I am not really the kind of girl who owns a wardrobe full of practical, sturdy outdoor wear. In all fairness, even if I did, this probably wouldn’t have helped me much when heading to Tromso at the end of this week. I am getting the distinct sense that no-one expects you to cross the Arctic Circle at 23 weeks pregnant.
No normal clothing fits me any more – not my warmest snow coat, nor my waterproof, nor my thermals – and there’s a distinct lack of maternity ski wear available. Perhaps this, finally, is my gap in the market, from which I will make the millions I’ve always dreamed of. But I doubt it somehow. Most pregnant women are simply too sensible to brave the snow.
I have solved the problem, I think, with a pair of 42-inch-waist men’s thermal walking trousers, which I bought in the Hawkshead online sale, and which I’d like to pretend were a loose fit. I also bought a truly horrible XXL men’s jacket, which closely ressembles the sort of thing you see football managers sporting on a Saturday afternoon. All I can say about these garments is: thank god they were heavily reduced. If I’d have paid full price for them, I think I might have sat down and wept.
So, I will not be looking glamorous in Tromso. I will instead be looking like a rotund girl guide leader who’s wandered too far from camp. I will also, I suspect, be looking more than a little matchy-matchy with Herbert, who has bought exactly the same set of garments. We will even be modelling identical Asda men’s thermal Long Johns underneath it all.
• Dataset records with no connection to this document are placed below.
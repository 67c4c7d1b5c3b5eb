use crate::config::ConfigError;

/// Failures that stop the service from starting or running.
#[derive(Debug, thiserror::Error)]
pub enum VitalcheckError {
    #[error("configuration error: {0}")]
    Config(#[from] ConfigError),
    #[error("I/O error: {0}")]
    Io(#[from] std::io::Error),
    #[error("server error: {0}")]
    Server(String),
}
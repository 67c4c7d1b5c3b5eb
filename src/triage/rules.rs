use super::Severity;
use crate::vitals::VitalsInput;

/// Outcome of one category check
#[derive(Debug, Clone, Copy, PartialEq, Eq)]
pub struct Assessment {
    pub severity: Severity,
    pub finding: Option<&'static str>,
}

impl Assessment {
    const NORMAL: Assessment = Assessment { severity: Severity::Ok, finding: None };

    fn flag(severity: Severity, finding: &'static str) -> Self {
        Assessment { severity, finding: Some(finding) }
    }
}

/// Vital sign groups checked independently of each other
#[derive(Debug, Clone, Copy, PartialEq, Eq)]
pub enum Category {
    HeartRate,
    BloodPressure,
    Temperature,
    OxygenSaturation,
}

impl Category {
    /// Evaluation order, which is also the order findings are reported in.
    pub const ALL: [Category; 4] = [
        Category::HeartRate,
        Category::BloodPressure,
        Category::Temperature,
        Category::OxygenSaturation,
    ];

    /// Bands are checked top-down and the first match wins, so each category
    /// yields at most one finding.
    pub fn assess(&self, vitals: &VitalsInput) -> Assessment {
        match self {
            Category::HeartRate => heart_rate(vitals.heart_rate),
            Category::BloodPressure => blood_pressure(vitals.systolic, vitals.diastolic),
            Category::Temperature => temperature(vitals.temperature_c),
            Category::OxygenSaturation => oxygen_saturation(vitals.spo2),
        }
    }
}

fn heart_rate(hr: f64) -> Assessment {
    if hr < 50.0 {
        Assessment::flag(Severity::Warn, "Low heart rate (possible bradycardia).")
    } else if hr > 120.0 {
        Assessment::flag(Severity::Critical, "Very high heart rate (possible tachycardia).")
    } else if hr > 100.0 {
        Assessment::flag(Severity::Warn, "Elevated heart rate.")
    } else {
        Assessment::NORMAL
    }
}

// The bands overlap on purpose: a high systolic with a low diastolic is
// reported as elevated, never as low.
fn blood_pressure(systolic: f64, diastolic: f64) -> Assessment {
    if systolic >= 180.0 || diastolic >= 120.0 {
        Assessment::flag(Severity::Critical, "Hypertensive crisis range blood pressure.")
    } else if systolic >= 130.0 || diastolic >= 80.0 {
        Assessment::flag(Severity::Warn, "Elevated blood pressure.")
    } else if systolic < 90.0 || diastolic < 60.0 {
        Assessment::flag(Severity::Warn, "Low blood pressure.")
    } else {
        Assessment::NORMAL
    }
}

fn temperature(temp_c: f64) -> Assessment {
    if temp_c < 35.0 {
        Assessment::flag(Severity::Critical, "Low temperature (possible hypothermia).")
    } else if temp_c >= 39.5 {
        Assessment::flag(Severity::Critical, "High fever.")
    } else if temp_c >= 38.0 {
        Assessment::flag(Severity::Warn, "Fever.")
    } else {
        Assessment::NORMAL
    }
}

fn oxygen_saturation(spo2: f64) -> Assessment {
    if spo2 < 90.0 {
        Assessment::flag(Severity::Critical, "Critically low oxygen saturation.")
    } else if spo2 < 95.0 {
        Assessment::flag(Severity::Warn, "Low oxygen saturation.")
    } else {
        Assessment::NORMAL
    }
}

#[cfg(test)]
mod tests {
    use super::*;
    use pretty_assertions::assert_eq;

    fn severity_of(a: Assessment) -> Severity {
        a.severity
    }

    #[test]
    fn test_heart_rate_bands() {
        assert_eq!(heart_rate(49.9), Assessment::flag(Severity::Warn, "Low heart rate (possible bradycardia)."));
        assert_eq!(heart_rate(50.0), Assessment::NORMAL);
        assert_eq!(heart_rate(100.0), Assessment::NORMAL);
        assert_eq!(heart_rate(101.0), Assessment::flag(Severity::Warn, "Elevated heart rate."));
        assert_eq!(heart_rate(120.0), Assessment::flag(Severity::Warn, "Elevated heart rate."));
        assert_eq!(
            heart_rate(121.0),
            Assessment::flag(Severity::Critical, "Very high heart rate (possible tachycardia).")
        );
    }

    #[test]
    fn test_blood_pressure_bands() {
        assert_eq!(severity_of(blood_pressure(180.0, 70.0)), Severity::Critical);
        assert_eq!(severity_of(blood_pressure(120.0, 120.0)), Severity::Critical);
        assert_eq!(blood_pressure(179.0, 119.0).finding, Some("Elevated blood pressure."));
        assert_eq!(blood_pressure(130.0, 70.0).finding, Some("Elevated blood pressure."));
        assert_eq!(blood_pressure(120.0, 80.0).finding, Some("Elevated blood pressure."));
        assert_eq!(blood_pressure(129.0, 79.0), Assessment::NORMAL);
        assert_eq!(blood_pressure(89.0, 70.0).finding, Some("Low blood pressure."));
        assert_eq!(blood_pressure(100.0, 59.0).finding, Some("Low blood pressure."));
        assert_eq!(blood_pressure(90.0, 60.0), Assessment::NORMAL);
    }

    #[test]
    fn test_elevated_band_shadows_low_band() {
        // systolic is low but diastolic is elevated
        assert_eq!(blood_pressure(85.0, 85.0).finding, Some("Elevated blood pressure."));
        assert_eq!(blood_pressure(140.0, 50.0).finding, Some("Elevated blood pressure."));
    }

    #[test]
    fn test_temperature_bands() {
        assert_eq!(temperature(35.0), Assessment::NORMAL);
        assert_eq!(
            temperature(34.99),
            Assessment::flag(Severity::Critical, "Low temperature (possible hypothermia).")
        );
        assert_eq!(temperature(37.99), Assessment::NORMAL);
        assert_eq!(temperature(38.0), Assessment::flag(Severity::Warn, "Fever."));
        assert_eq!(temperature(39.49), Assessment::flag(Severity::Warn, "Fever."));
        assert_eq!(temperature(39.5), Assessment::flag(Severity::Critical, "High fever."));
    }

    #[test]
    fn test_oxygen_saturation_bands() {
        assert_eq!(oxygen_saturation(95.0), Assessment::NORMAL);
        assert_eq!(oxygen_saturation(94.0), Assessment::flag(Severity::Warn, "Low oxygen saturation."));
        assert_eq!(oxygen_saturation(90.0), Assessment::flag(Severity::Warn, "Low oxygen saturation."));
        assert_eq!(
            oxygen_saturation(89.9),
            Assessment::flag(Severity::Critical, "Critically low oxygen saturation.")
        );
    }

    #[test]
    fn test_category_dispatch() {
        let vitals = VitalsInput::new(140.0, 118.0, 76.0, 36.8, 98.0);
        let assessed: Vec<Severity> = Category::ALL.iter().map(|c| c.assess(&vitals).severity).collect();
        assert_eq!(assessed, vec![Severity::Critical, Severity::Ok, Severity::Ok, Severity::Ok]);
    }
}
Just call us Harold and Hilda.
Still, at least nobody knows me in Tromso, and so won’t be able to witness my sartorial fall from grace. And, of course, it’s very much not the point. We’re making this journey in order to cross the first item off our bucket list, and probably the biggest one too. We’re hoping to see the Northern Lights.
I’m not entirely sure that I should have waited until now to go and see them. Quite aside from the fact that we should be saving our pennies at the moment, instead of spending them, most of the things I’d really love to do in Norway are out of the question. Skidoos and saunas must be avoided, and I’m quite incapable of staying up after ten o’clock, let alone sitting up all night in the hope of an elusive sighting. And even the more relaxing trips – like a ride in a husky sled – seem to last about 6 hours, which would stretch my pregnant endurance levels to their limit.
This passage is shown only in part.